(Beginning of Exercise material)

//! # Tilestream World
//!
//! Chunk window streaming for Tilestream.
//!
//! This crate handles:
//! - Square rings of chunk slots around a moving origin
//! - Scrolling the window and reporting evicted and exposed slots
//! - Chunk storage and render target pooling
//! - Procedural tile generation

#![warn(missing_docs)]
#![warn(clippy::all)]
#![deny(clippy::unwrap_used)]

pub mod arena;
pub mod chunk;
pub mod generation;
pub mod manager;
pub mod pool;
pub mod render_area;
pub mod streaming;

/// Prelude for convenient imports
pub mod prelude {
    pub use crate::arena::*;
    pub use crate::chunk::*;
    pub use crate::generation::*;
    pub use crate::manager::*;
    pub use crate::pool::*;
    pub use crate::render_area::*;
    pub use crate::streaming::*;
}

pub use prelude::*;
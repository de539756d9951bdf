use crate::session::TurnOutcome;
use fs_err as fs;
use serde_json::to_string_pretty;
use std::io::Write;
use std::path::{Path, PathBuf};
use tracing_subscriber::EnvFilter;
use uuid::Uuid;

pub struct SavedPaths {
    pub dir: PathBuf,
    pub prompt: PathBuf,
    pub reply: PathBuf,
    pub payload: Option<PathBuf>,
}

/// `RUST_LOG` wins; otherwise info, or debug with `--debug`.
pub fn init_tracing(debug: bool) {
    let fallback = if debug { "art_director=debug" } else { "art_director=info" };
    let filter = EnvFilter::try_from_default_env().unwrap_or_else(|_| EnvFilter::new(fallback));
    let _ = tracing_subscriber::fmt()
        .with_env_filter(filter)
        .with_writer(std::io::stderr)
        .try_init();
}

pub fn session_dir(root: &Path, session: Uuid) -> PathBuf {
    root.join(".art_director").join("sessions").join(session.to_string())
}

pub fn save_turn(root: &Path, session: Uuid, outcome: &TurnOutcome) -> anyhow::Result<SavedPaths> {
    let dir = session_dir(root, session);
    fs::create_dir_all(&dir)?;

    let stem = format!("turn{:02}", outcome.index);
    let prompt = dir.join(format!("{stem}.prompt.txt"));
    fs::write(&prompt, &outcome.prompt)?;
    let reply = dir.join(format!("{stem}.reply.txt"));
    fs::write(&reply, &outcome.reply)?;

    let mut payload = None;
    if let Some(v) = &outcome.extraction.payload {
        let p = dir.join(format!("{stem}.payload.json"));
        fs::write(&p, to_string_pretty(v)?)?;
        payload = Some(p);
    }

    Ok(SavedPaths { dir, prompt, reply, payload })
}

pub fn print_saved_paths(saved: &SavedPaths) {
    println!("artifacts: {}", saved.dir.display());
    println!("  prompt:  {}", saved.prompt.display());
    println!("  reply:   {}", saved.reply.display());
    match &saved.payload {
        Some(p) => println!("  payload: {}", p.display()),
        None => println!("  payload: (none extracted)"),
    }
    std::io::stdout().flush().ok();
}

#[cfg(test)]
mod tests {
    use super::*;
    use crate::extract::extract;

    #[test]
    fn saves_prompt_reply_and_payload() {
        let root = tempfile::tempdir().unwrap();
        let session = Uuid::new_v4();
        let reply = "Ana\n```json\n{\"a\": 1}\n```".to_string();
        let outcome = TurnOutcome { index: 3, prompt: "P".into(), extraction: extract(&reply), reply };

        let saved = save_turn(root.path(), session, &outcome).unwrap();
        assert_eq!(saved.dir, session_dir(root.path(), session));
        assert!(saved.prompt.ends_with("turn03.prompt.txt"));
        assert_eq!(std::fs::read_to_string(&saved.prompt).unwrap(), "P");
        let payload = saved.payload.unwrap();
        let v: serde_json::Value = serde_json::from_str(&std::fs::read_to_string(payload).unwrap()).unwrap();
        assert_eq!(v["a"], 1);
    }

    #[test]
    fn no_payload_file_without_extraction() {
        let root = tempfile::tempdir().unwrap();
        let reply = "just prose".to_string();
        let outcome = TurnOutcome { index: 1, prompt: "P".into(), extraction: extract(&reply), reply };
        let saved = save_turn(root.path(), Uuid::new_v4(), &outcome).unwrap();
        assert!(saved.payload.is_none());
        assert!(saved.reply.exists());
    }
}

(End of Exercise material)

● **Task description**
Every line above from the line with "use serde_json::to_string_pretty;" to the line with "let mut payload = None;", inclusive, must be returned exactly; no other line belongs in the reply.

● **Final answer**
use serde_json::to_string_pretty;
use std::io::Write;
use std::path::{Path, PathBuf};
use tracing_subscriber::EnvFilter;
use uuid::Uuid;

pub struct SavedPaths {
    pub dir: PathBuf,
    pub prompt: PathBuf,
    pub reply: PathBuf,
    pub payload: Option<PathBuf>,
}

/// `RUST_LOG` wins; otherwise info, or debug with `--debug`.
pub fn init_tracing(debug: bool) {
    let fallback = if debug { "art_director=debug" } else { "art_director=info" };
    let filter = EnvFilter::try_from_default_env().unwrap_or_else(|_| EnvFilter::new(fallback));
    let _ = tracing_subscriber::fmt()
        .with_env_filter(filter)
        .with_writer(std::io::stderr)
        .try_init();
}

pub fn session_dir(root: &Path, session: Uuid) -> PathBuf {
    root.join(".art_director").join("sessions").join(session.to_string())
}

pub fn save_turn(root: &Path, session: Uuid, outcome: &TurnOutcome) -> anyhow::Result<SavedPaths> {
    let dir = session_dir(root, session);
    fs::create_dir_all(&dir)?;

    let stem = format!("turn{:02}", outcome.index);
    let prompt = dir.join(format!("{stem}.prompt.txt"));
    fs::write(&prompt, &outcome.prompt)?;
    let reply = dir.join(format!("{stem}.reply.txt"));
    fs::write(&reply, &outcome.reply)?;

    let mut payload = None;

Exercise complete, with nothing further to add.